DATA FOR PROCESSING: Begin

//! Versioned binary persistence for mid-fight character state
//!
//! Saves capture the mutable combat state of a character: resources,
//! turn counters, timers, and active effects with their parameter bags.
//! Configuration (levels, equipment, content selections) is not part of
//! the stream; the embedder reconstructs characters from content and then
//! decodes state onto them.
//!
//! The format is little-endian with u32-length-prefixed strings. Version
//! history:
//! - v1: resources, counters, flags, timers, active effects
//! - v2: added `buffered_regen` after the resource block
//! - v3: retired the v2 queued-splash count (readers skip 4 bytes)
//!
//! Decoding an older version than [`SAVE_VERSION`] is always supported;
//! newer versions are rejected.

use std::collections::BTreeMap;

use thiserror::Error;
use tracing::warn;

use crate::character::{Character, Timer};
use crate::content::ContentRegistry;
use crate::effect::ActiveEffect;
use crate::types::NextAction;

/// Current save stream version
pub const SAVE_VERSION: u16 = 3;

#[derive(Debug, Error)]
pub enum SaveError {
    #[error("save stream ended early (wanted {wanted} more bytes)")]
    UnexpectedEof { wanted: usize },
    #[error("save stream contains invalid utf-8 in a string field")]
    InvalidUtf8,
    #[error("unsupported save version {0} (current is {SAVE_VERSION})")]
    UnsupportedVersion(u16),
    #[error("save field out of range: {0}")]
    InvalidField(String),
}

/// Little-endian byte sink
#[derive(Debug, Default)]
pub struct SaveWriter {
    buf: Vec<u8>,
}

impl SaveWriter {
    pub fn new() -> Self {
        SaveWriter::default()
    }

    pub fn write_u8(&mut self, value: u8) {
        self.buf.push(value);
    }

    pub fn write_u16(&mut self, value: u16) {
        self.buf.extend_from_slice(&value.to_le_bytes());
    }

    pub fn write_u32(&mut self, value: u32) {
        self.buf.extend_from_slice(&value.to_le_bytes());
    }

    pub fn write_f64(&mut self, value: f64) {
        self.buf.extend_from_slice(&value.to_le_bytes());
    }

    pub fn write_bool(&mut self, value: bool) {
        self.buf.push(value as u8);
    }

    /// u32 byte length, then the utf-8 bytes
    pub fn write_string(&mut self, value: &str) {
        self.write_u32(value.len() as u32);
        self.buf.extend_from_slice(value.as_bytes());
    }

    pub fn finish(self) -> Vec<u8> {
        self.buf
    }
}

/// Little-endian byte source over a borrowed slice
#[derive(Debug)]
pub struct SaveReader<'a> {
    data: &'a [u8],
    pos: usize,
}

impl<'a> SaveReader<'a> {
    pub fn new(data: &'a [u8]) -> Self {
        SaveReader { data, pos: 0 }
    }

    fn take(&mut self, len: usize) -> Result<&'a [u8], SaveError> {
        if self.pos + len > self.data.len() {
            return Err(SaveError::UnexpectedEof {
                wanted: self.pos + len - self.data.len(),
            });
        }
        let slice = &self.data[self.pos..self.pos + len];
        self.pos += len;
        Ok(slice)
    }

    /// Skip `len` bytes (retired fields from older versions)
    pub fn skip(&mut self, len: usize) -> Result<(), SaveError> {
        self.take(len).map(|_| ())
    }

    pub fn read_u8(&mut self) -> Result<u8, SaveError> {
        Ok(self.take(1)?[0])
    }

    pub fn read_u16(&mut self) -> Result<u16, SaveError> {
        let bytes = self.take(2)?;
        Ok(u16::from_le_bytes([bytes[0], bytes[1]]))
    }

    pub fn read_u32(&mut self) -> Result<u32, SaveError> {
        let bytes = self.take(4)?;
        Ok(u32::from_le_bytes([bytes[0], bytes[1], bytes[2], bytes[3]]))
    }

    pub fn read_f64(&mut self) -> Result<f64, SaveError> {
        let bytes = self.take(8)?;
        let mut arr = [0u8; 8];
        arr.copy_from_slice(bytes);
        Ok(f64::from_le_bytes(arr))
    }

    pub fn read_bool(&mut self) -> Result<bool, SaveError> {
        Ok(self.read_u8()? != 0)
    }

    pub fn read_string(&mut self) -> Result<String, SaveError> {
        let len = self.read_u32()? as usize;
        let bytes = self.take(len)?;
        String::from_utf8(bytes.to_vec()).map_err(|_| SaveError::InvalidUtf8)
    }
}

/// Encode a character's combat state, version header included
pub fn encode_character(character: &Character) -> Vec<u8> {
    let mut writer = SaveWriter::new();
    writer.write_u16(SAVE_VERSION);
    character.encode(&mut writer);
    writer.finish()
}

/// Decode combat state onto an already-configured character.
///
/// The character's existing effects are stripped first so group counts and
/// modifier registrations stay balanced.
pub fn decode_character(
    bytes: &[u8],
    character: &mut Character,
    registry: &ContentRegistry,
) -> Result<(), SaveError> {
    let mut reader = SaveReader::new(bytes);
    let version = reader.read_u16()?;
    if version == 0 || version > SAVE_VERSION {
        return Err(SaveError::UnsupportedVersion(version));
    }
    character.decode(&mut reader, version, registry)
}

fn encode_timer(writer: &mut SaveWriter, timer: &Timer) {
    writer.write_f64(timer.interval_ms());
    writer.write_f64(timer.remaining_ms());
    writer.write_bool(timer.is_running());
}

fn decode_timer(reader: &mut SaveReader) -> Result<Timer, SaveError> {
    let interval = reader.read_f64()?;
    let remaining = reader.read_f64()?;
    let running = reader.read_bool()?;
    Ok(Timer::restore(interval, remaining, running))
}

impl Character {
    /// Write this character's combat state (no version header)
    pub fn encode(&self, writer: &mut SaveWriter) {
        // Resources
        writer.write_f64(self.hitpoints);
        writer.write_f64(self.barrier);
        writer.write_f64(self.buffered_regen);

        // Counters and flags
        writer.write_u32(self.attack_count);
        writer.write_u32(self.turns_taken);
        writer.write_bool(self.is_attacking);
        writer.write_bool(self.first_hit);
        writer.write_bool(self.first_miss);
        writer.write_bool(self.attack_interrupted);

        // Queued action
        writer.write_u8(match self.next_action {
            NextAction::Attack => 0,
            NextAction::Nothing => 1,
        });
        match &self.queued_attack_id {
            Some(id) => {
                writer.write_bool(true);
                writer.write_string(id);
            }
            None => writer.write_bool(false),
        }

        // Timers
        encode_timer(writer, &self.act_timer);
        encode_timer(writer, &self.regen_timer);

        // Active effects
        writer.write_u32(self.active_effects.len() as u32);
        for effect in self.active_effects.values() {
            writer.write_string(&effect.effect_id);
            match effect.remaining_ms {
                Some(remaining) => {
                    writer.write_bool(true);
                    writer.write_f64(remaining);
                }
                None => writer.write_bool(false),
            }
            writer.write_u32(effect.stacks);
            writer.write_f64(effect.dot_elapsed_ms);
            writer.write_u32(effect.params.len() as u32);
            for (name, value) in &effect.params {
                writer.write_string(name);
                writer.write_f64(*value);
            }
        }
    }

    /// Read combat state written by [`Character::encode`] at `version`
    pub fn decode(
        &mut self,
        reader: &mut SaveReader,
        version: u16,
        registry: &ContentRegistry,
    ) -> Result<(), SaveError> {
        self.hitpoints = reader.read_f64()?;
        self.barrier = reader.read_f64()?;
        self.buffered_regen = if version >= 2 { reader.read_f64()? } else { 0.0 };
        if version == 2 {
            // v2 stored a queued-splash count here
            reader.skip(4)?;
        }

        self.attack_count = reader.read_u32()?;
        self.turns_taken = reader.read_u32()?;
        self.is_attacking = reader.read_bool()?;
        self.first_hit = reader.read_bool()?;
        self.first_miss = reader.read_bool()?;
        self.attack_interrupted = reader.read_bool()?;

        self.next_action = match reader.read_u8()? {
            0 => NextAction::Attack,
            1 => NextAction::Nothing,
            other => {
                return Err(SaveError::InvalidField(format!(
                    "next_action tag {other}"
                )))
            }
        };
        self.queued_attack_id = if reader.read_bool()? {
            Some(reader.read_string()?)
        } else {
            None
        };
        // Content may have changed since the save; fall back to the style
        // default rather than fail the whole load
        if let Some(id) = &self.queued_attack_id {
            if registry.attack(id).is_none() {
                warn!(character = %self.id, attack = %id, "saved attack no longer exists; using default");
                self.queued_attack_id = registry
                    .default_attack(self.attack_type)
                    .map(|a| a.id.clone());
                self.attack_count = 0;
                self.is_attacking = false;
            }
        }

        self.act_timer = decode_timer(reader)?;
        self.regen_timer = decode_timer(reader)?;

        // Strip current effects so group counts and modifier sources
        // unwind, then restore the saved set without rolls or events
        self.remove_all_effects(registry);
        self.events.clear();
        let effect_count = reader.read_u32()?;
        for _ in 0..effect_count {
            let effect_id = reader.read_string()?;
            let remaining_ms = if reader.read_bool()? {
                Some(reader.read_f64()?)
            } else {
                None
            };
            let stacks = reader.read_u32()?;
            let dot_elapsed_ms = reader.read_f64()?;
            let param_count = reader.read_u32()?;
            let mut params = BTreeMap::new();
            for _ in 0..param_count {
                let name = reader.read_string()?;
                let value = reader.read_f64()?;
                params.insert(name, value);
            }

            let Some(def) = registry.effect(&effect_id) else {
                warn!(character = %self.id, effect = %effect_id, "saved effect no longer exists; dropping it");
                continue;
            };
            let active = ActiveEffect {
                effect_id: effect_id.clone(),
                remaining_ms,
                stacks,
                params,
                dot_elapsed_ms,
            };
            if !def.modifiers.is_empty() {
                self.modifiers
                    .add_source(active.modifier_source_id(), def.modifiers.clone());
            }
            for group_id in &def.groups {
                if self.effect_groups.increment(group_id) {
                    if let Some(group_def) = registry.effect_group(group_id) {
                        if !group_def.modifiers.is_empty() {
                            self.modifiers.add_source(
                                group_def.modifier_source_id(),
                                group_def.modifiers.clone(),
                            );
                        }
                    }
                }
            }
            self.active_effects.insert(effect_id, active);
        }

        self.stats.invalidate();
        self.render = crate::character::RenderFlags::all();
        Ok(())
    }
}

DATA FOR PROCESSING: End

• [EXERCISE DESCRIPTION]: Copy word for word the stretch of entries above from the line that has "use crate::effect::ActiveEffect;" through the line that has "the utf-8 bytes", both ends included, and nothing outside it.

• [SOLVED PROBLEM]:
use crate::effect::ActiveEffect;
use crate::types::NextAction;

/// Current save stream version
pub const SAVE_VERSION: u16 = 3;

#[derive(Debug, Error)]
pub enum SaveError {
    #[error("save stream ended early (wanted {wanted} more bytes)")]
    UnexpectedEof { wanted: usize },
    #[error("save stream contains invalid utf-8 in a string field")]
    InvalidUtf8,
    #[error("unsupported save version {0} (current is {SAVE_VERSION})")]
    UnsupportedVersion(u16),
    #[error("save field out of range: {0}")]
    InvalidField(String),
}

/// Little-endian byte sink
#[derive(Debug, Default)]
pub struct SaveWriter {
    buf: Vec<u8>,
}

impl SaveWriter {
    pub fn new() -> Self {
        SaveWriter::default()
    }

    pub fn write_u8(&mut self, value: u8) {
        self.buf.push(value);
    }

    pub fn write_u16(&mut self, value: u16) {
        self.buf.extend_from_slice(&value.to_le_bytes());
    }

    pub fn write_u32(&mut self, value: u32) {
        self.buf.extend_from_slice(&value.to_le_bytes());
    }

    pub fn write_f64(&mut self, value: f64) {
        self.buf.extend_from_slice(&value.to_le_bytes());
    }

    pub fn write_bool(&mut self, value: bool) {
        self.buf.push(value as u8);
    }

    /// u32 byte length, then the utf-8 bytes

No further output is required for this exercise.